Un hombre fue condenado a 6 años y 8 meses de prisión efectiva tras reconocer su participación en una maniobra de extorsión contra dos víctimas, en un caso que incluyó amenazas, exigencias de dinero y ataques a balazos contra una vivienda en barrio Mercedes San Martín.
La sentencia fue dictada el miércoles 11 de marzo por el juez de Primera Instancia Carlos Leiva, quien homologó un procedimiento abreviado presentado por la Fiscalía y aceptado por la defensa. De esta manera, Alberto Quiroga fue condenado como coautor del delito de extorsión agravada por el uso de arma de fuego.
La investigación estuvo a cargo de la fiscal Guillermina Aiello, quien le atribuyó haber participado junto a otras personas en una maniobra para exigir dinero a dos víctimas con el argumento de que terceros querían apropiarse de sus domicilios.

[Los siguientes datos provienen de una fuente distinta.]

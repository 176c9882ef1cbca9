//! Model and field descriptors consumed by the precodec emitters.
//!
//! Descriptors are plain data: the derive macro extracts them from a struct,
//! build scripts assemble them with [`ModelDef::builder`].

pub mod error;
pub mod field;
pub mod identity;
pub mod model;
pub mod validate;

pub use error::SchemaError;
pub use model::ModelDef;

///
/// Prelude
///

pub mod prelude {
    pub use crate::{
        error::SchemaError,
        field::{FieldDef, FieldStrategy, NameCandidates},
        identity::TypeIdentity,
        model::{Construction, ModelBuilder, ModelDef},
        validate::validate_model,
    };
}
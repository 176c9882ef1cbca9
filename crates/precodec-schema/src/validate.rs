use crate::{error::SchemaError, model::ModelDef};
use std::collections::{BTreeSet, HashMap};
use syn::{GenericParam, ext::IdentExt};

/// Check that a model can be emitted as a codec.
///
/// Every wire name (canonical or alias) must map to exactly one field, since
/// the read procedure dispatches on the name alone.
pub fn validate_model(model: &ModelDef) -> Result<(), SchemaError> {
    let path = model.identity.path();

    model.identity.validate()?;

    if model
        .generics
        .params
        .iter()
        .any(|param| matches!(param, GenericParam::Lifetime(_)))
    {
        return Err(SchemaError::Lifetime { model: path });
    }

    let mut members = BTreeSet::new();
    let all_members = model
        .fields
        .iter()
        .map(|field| field.member_name())
        .chain(model.skipped.iter().map(|ident| ident.unraw().to_string()));
    for member in all_members {
        if !members.insert(member.clone()) {
            return Err(SchemaError::DuplicateMember {
                model: path,
                member,
            });
        }
    }

    let mut claimed: HashMap<&str, String> = HashMap::new();
    for field in &model.fields {
        let member = field.member_name();

        for name in field.names.iter() {
            if name.is_empty() {
                return Err(SchemaError::EmptyName { model: path, member });
            }
            if let Some(first) = claimed.insert(name.as_str(), member.clone()) {
                return Err(SchemaError::DuplicateAlias {
                    model: path,
                    name: name.clone(),
                    first,
                    second: member,
                });
            }
        }
    }

    Ok(())
}

///
/// TESTS
///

Según la acusación, el 10 de marzo de 2023 Quiroga, quien tenía cercanía con los damnificados, se comunicó por WhatsApp y les advirtió que debían pagar dinero para evitar problemas con supuestas personas que pretendían quedarse con sus viviendas. Ese mismo día, cerca de las 23, una de las víctimas entregó en mano la suma exigida.

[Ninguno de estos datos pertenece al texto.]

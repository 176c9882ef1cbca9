use crate::error::SchemaError;
use derive_more::{Deref, IntoIterator};
use proc_macro2::Ident;
use syn::{Path, Type, ext::IdentExt};

///
/// NameCandidates
///
/// Wire names a field answers to, in priority order. The first is the
/// canonical name used when writing; the rest are read-only aliases.
/// Never empty, never holds the same name twice.
///

#[derive(Clone, Debug, Deref, Eq, IntoIterator, PartialEq)]
pub struct NameCandidates(Vec<String>);

impl NameCandidates {
    pub fn new(canonical: impl Into<String>) -> Self {
        Self(vec![canonical.into()])
    }

    #[must_use]
    pub fn canonical(&self) -> &str {
        &self.0[0]
    }

    #[must_use]
    pub fn aliases(&self) -> &[String] {
        &self.0[1..]
    }

    /// Replace the canonical name. A matching alias is folded into it.
    pub fn set_canonical(&mut self, name: impl Into<String>) {
        let name = name.into();
        self.0.retain(|existing| *existing != name);

        if self.0.is_empty() {
            self.0.push(name);
        } else {
            self.0[0] = name;
        }
    }

    /// Append an alias; repeats of a known name are ignored.
    pub fn push(&mut self, alias: impl Into<String>) {
        let alias = alias.into();
        if !self.0.contains(&alias) {
            self.0.push(alias);
        }
    }
}

///
/// FieldStrategy
///
/// How a field's value crosses the wire.
///

#[derive(Clone, Debug)]
pub enum FieldStrategy {
    /// Nested codec for the field's type, resolved through the registry once
    /// when the model codec is created.
    Delegate,

    /// Inline codec: a module exposing `write(writer, &value)` and
    /// `read(reader)`.
    With(Path),
}

///
/// FieldDef
///

#[derive(Clone, Debug)]
pub struct FieldDef {
    pub member: Ident,
    pub ty: Type,
    pub names: NameCandidates,
    pub strategy: FieldStrategy,
}

impl FieldDef {
    /// Delegate field whose canonical wire name is the member name.
    #[must_use]
    pub fn new(member: Ident, ty: Type) -> Self {
        let names = NameCandidates::new(member.unraw().to_string());

        Self {
            member,
            ty,
            names,
            strategy: FieldStrategy::Delegate,
        }
    }

    /// Build from source fragments, e.g. `FieldDef::parse("tags", "Vec<String>")`.
    pub fn parse(member: &str, ty: &str) -> Result<Self, SchemaError> {
        let member = parse_member(member)?;
        let ty = syn::parse_str::<Type>(ty).map_err(|err| SchemaError::parse(ty, "a type", err))?;

        Ok(Self::new(member, ty))
    }

    #[must_use]
    pub fn rename(mut self, name: impl Into<String>) -> Self {
        self.names.set_canonical(name);
        self
    }

    #[must_use]
    pub fn alias(mut self, name: impl Into<String>) -> Self {
        self.names.push(name);
        self
    }

    #[must_use]
    pub fn with(mut self, path: Path) -> Self {
        self.strategy = FieldStrategy::With(path);
        self
    }

    /// `with` from a path fragment such as `"crate::codecs::unix_time"`.
    pub fn with_path(self, path: &str) -> Result<Self, SchemaError> {
        let parsed =
            syn::parse_str::<Path>(path).map_err(|err| SchemaError::parse(path, "a path", err))?;

        Ok(self.with(parsed))
    }

    #[must_use]
    pub fn canonical_name(&self) -> &str {
        self.names.canonical()
    }

    /// Member name without any `r#` prefix.
    #[must_use]
    pub fn member_name(&self) -> String {
        self.member.unraw().to_string()
    }
}

/// Struct member from source text; keywords are accepted as raw idents.
pub(crate) fn parse_member(member: &str) -> Result<Ident, SchemaError> {
    syn::parse_str::<Ident>(member)
        .or_else(|_| syn::parse_str::<Ident>(&format!("r#{member}")))
        .map_err(|err| SchemaError::parse(member, "a field name", err))
}

///
/// TESTS
///
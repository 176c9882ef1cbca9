use crate::error::SchemaError;
use proc_macro2::Ident;
use quote::format_ident;
use std::fmt::{self, Display};

///
/// TypeIdentity
///
/// Where a model lives (`namespace`) and what it is called (`name`).
/// The namespace addresses output units; the name becomes the Rust type and
/// the prefix of every emitted item.
///

#[derive(Clone, Debug, Eq, Hash, Ord, PartialEq, PartialOrd)]
pub struct TypeIdentity {
    namespace: String,
    name: String,
}

impl TypeIdentity {
    pub fn new(namespace: impl Into<String>, name: impl Into<String>) -> Self {
        Self {
            namespace: namespace.into(),
            name: name.into(),
        }
    }

    #[must_use]
    pub fn namespace(&self) -> &str {
        &self.namespace
    }

    #[must_use]
    pub fn name(&self) -> &str {
        &self.name
    }

    /// `namespace::Name`, or just `Name` without a namespace.
    #[must_use]
    pub fn path(&self) -> String {
        if self.namespace.is_empty() {
            self.name.clone()
        } else {
            format!("{}::{}", self.namespace, self.name)
        }
    }

    /// Panics on a name that is not an identifier; validated identities
    /// never are.
    #[must_use]
    pub fn ident(&self) -> Ident {
        format_ident!("{}", self.name)
    }

    #[must_use]
    pub fn codec_ident(&self) -> Ident {
        format_ident!("{}Codec", self.name)
    }

    #[must_use]
    pub fn factory_ident(&self) -> Ident {
        format_ident!("{}CodecFactory", self.name)
    }

    pub(crate) fn validate(&self) -> Result<(), SchemaError> {
        let invalid = |reason: String| SchemaError::InvalidIdentity {
            identity: self.path(),
            reason,
        };

        syn::parse_str::<Ident>(&self.name)
            .map_err(|_| invalid(format!("'{}' is not a type name", self.name)))?;

        if self.namespace.is_empty() {
            return Ok(());
        }
        for segment in self.namespace.split("::") {
            if segment.is_empty() || !segment.chars().all(|c| c.is_ascii_alphanumeric() || c == '_') {
                return Err(invalid(format!("bad namespace segment '{segment}'")));
            }
        }

        Ok(())
    }
}

impl Display for TypeIdentity {
    fn fmt(&self, f: &mut fmt::Formatter<'_>) -> fmt::Result {
        f.write_str(&self.path())
    }
}

///
/// TESTS
///

#[cfg(test)]
mod tests {
    use super::*;

    #[test]
    fn names_emitted_items() {
        let identity = TypeIdentity::new("app::models", "Person");

        assert_eq!(identity.path(), "app::models::Person");
        assert_eq!(identity.codec_ident().to_string(), "PersonCodec");
        assert_eq!(identity.factory_ident().to_string(), "PersonCodecFactory");
    }

    #[test]
    fn rejects_bad_identities() {
        assert!(TypeIdentity::new("models", "Person").validate().is_ok());
        assert!(TypeIdentity::new("", "Person").validate().is_ok());
        assert!(TypeIdentity::new("models", "not a name").validate().is_err());
        assert!(TypeIdentity::new("a::::b", "Person").validate().is_err());
    }
}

Las presiones continuaron durante los meses siguientes mediante mensajes y audios, en los que el condenado insistía con nuevos pagos. En junio de 2023, una de las víctimas transfirió dinero a una billetera virtual vinculada a una mujer cercana al imputado, mientras que en agosto volvió a realizar otra transferencia a una cuenta CVU cuyo titular desconocía.
Las exigencias económicas continuaron durante septiembre de ese año. Cuando la víctima dejó de responder y finalmente bloqueó al imputado, comenzaron los ataques armados contra su vivienda.

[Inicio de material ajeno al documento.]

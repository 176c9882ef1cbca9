use std::{
    any::{TypeId, type_name},
    fmt,
    hash::{Hash, Hasher},
};

///
/// TypeToken
///
/// Reified, fully parameterized type: `Page<u32>` and `Page<String>` are
/// different tokens that share the raw name `Page`.
///

#[derive(Clone, Copy, Debug)]
pub struct TypeToken {
    id: TypeId,
    name: &'static str,
}

impl TypeToken {
    #[must_use]
    pub fn of<T: ?Sized + 'static>() -> Self {
        Self {
            id: TypeId::of::<T>(),
            name: type_name::<T>(),
        }
    }

    #[must_use]
    pub fn is<T: ?Sized + 'static>(&self) -> bool {
        self.id == TypeId::of::<T>()
    }

    #[must_use]
    pub const fn id(&self) -> TypeId {
        self.id
    }

    /// Full type name, including module path and generic arguments.
    #[must_use]
    pub const fn name(&self) -> &'static str {
        self.name
    }

    /// Type name with its generic arguments stripped.
    #[must_use]
    pub fn raw_name(&self) -> &'static str {
        self.name
            .find('<')
            .map_or(self.name, |index| &self.name[..index])
    }
}

impl PartialEq for TypeToken {
    fn eq(&self, other: &Self) -> bool {
        self.id == other.id
    }
}

impl Eq for TypeToken {}

impl Hash for TypeToken {
    fn hash<H: Hasher>(&self, state: &mut H) {
        self.id.hash(state);
    }
}

impl fmt::Display for TypeToken {
    fn fmt(&self, f: &mut fmt::Formatter<'_>) -> fmt::Result {
        f.write_str(self.name)
    }
}

///
/// TESTS
///
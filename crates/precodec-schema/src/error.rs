use thiserror::Error as ThisError;

///
/// SchemaError
///
/// A model descriptor that cannot be turned into a codec. Raised before any
/// tokens are emitted.
///

#[remain::sorted]
#[derive(Debug, ThisError)]
pub enum SchemaError {
    #[error("wire name '{name}' is claimed by both '{first}' and '{second}' in {model}")]
    DuplicateAlias {
        model: String,
        name: String,
        first: String,
        second: String,
    },

    #[error("member '{member}' appears more than once in {model}")]
    DuplicateMember { model: String, member: String },

    #[error("field '{member}' of {model} has an empty wire name")]
    EmptyName { model: String, member: String },

    #[error("invalid type identity '{identity}': {reason}")]
    InvalidIdentity { identity: String, reason: String },

    #[error("{model} borrows data; codecs need owned ('static) models")]
    Lifetime { model: String },

    #[error("cannot parse '{fragment}' as {expected}: {source}")]
    Parse {
        fragment: String,
        expected: &'static str,
        #[source]
        source: syn::Error,
    },
}

impl SchemaError {
    pub(crate) fn parse(fragment: &str, expected: &'static str, source: syn::Error) -> Self {
        Self::Parse {
            fragment: fragment.to_string(),
            expected,
            source,
        }
    }
}
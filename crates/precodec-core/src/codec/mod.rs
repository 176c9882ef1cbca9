mod collection;
mod deferred;
mod primitive;

pub use collection::{BoxCodec, MapCodec, OptionCodec, VecCodec};
pub use primitive::PrimitiveCodec;

pub(crate) use deferred::DeferredCodec;

use crate::{
    error::{ResolveError, StreamError},
    registry::{Registry, TypeToken},
    stream::{JsonReader, JsonWriter},
};
use std::{any::Any, fmt, sync::Arc};

///
/// Codec
///
/// Paired write/read procedures for one type. Implementations hold no
/// per-call state, so one instance serves any number of threads.
///

pub trait Codec<T>: Send + Sync {
    fn write(&self, writer: &mut JsonWriter<'_>, value: &T) -> Result<(), StreamError>;

    fn read(&self, reader: &mut JsonReader<'_>) -> Result<T, StreamError>;
}

///
/// Codable
///
/// Static route to a type's own codec, used by the registry when no
/// registered factory claims the type.
///

pub trait Codable: Sized + 'static {
    fn default_codec(registry: &Registry) -> Result<Arc<dyn Codec<Self>>, ResolveError>;
}

///
/// ErasedCodec
///
/// An `Arc<dyn Codec<T>>` with `T` erased, tagged with the token of `T`.
///

#[derive(Clone)]
pub struct ErasedCodec {
    token: TypeToken,
    inner: Arc<dyn Any + Send + Sync>,
}

impl ErasedCodec {
    #[must_use]
    pub fn new<T: 'static>(codec: Arc<dyn Codec<T>>) -> Self {
        Self {
            token: TypeToken::of::<T>(),
            inner: Arc::new(codec),
        }
    }

    #[must_use]
    pub const fn token(&self) -> TypeToken {
        self.token
    }

    /// Recover the typed codec; `None` if `T` is not the erased type.
    #[must_use]
    pub fn downcast<T: 'static>(&self) -> Option<Arc<dyn Codec<T>>> {
        self.inner.downcast_ref::<Arc<dyn Codec<T>>>().cloned()
    }
}

impl fmt::Debug for ErasedCodec {
    fn fmt(&self, f: &mut fmt::Formatter<'_>) -> fmt::Result {
        f.debug_struct("ErasedCodec")
            .field("token", &self.token)
            .finish_non_exhaustive()
    }
}

///
/// TESTS
///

De acuerdo a la investigación, entre el 13 y el 20 de octubre de 2023 se registraron varios disparos contra el domicilio de una de las víctimas en barrio Mercedes San Martín. En el lugar se constataron impactos de bala en el portón de ingreso.
Los ataques se repitieron el 28 y el 30 de noviembre de 2023, cuando nuevamente efectuaron disparos contra la vivienda y dejaron notas intimidatorias. En una de las escenas se secuestraron vainas servidas calibre 9 milímetros y proyectiles deformados.
Finalmente, el 2 de diciembre de 2023, una persona se presentó en la puerta del domicilio para exigir que retiraran la denuncia.
La fiscalía indicó que la reiteración de amenazas, disparos y presiones provocó que la familia abandonara la vivienda, ante el temor generado por los hechos.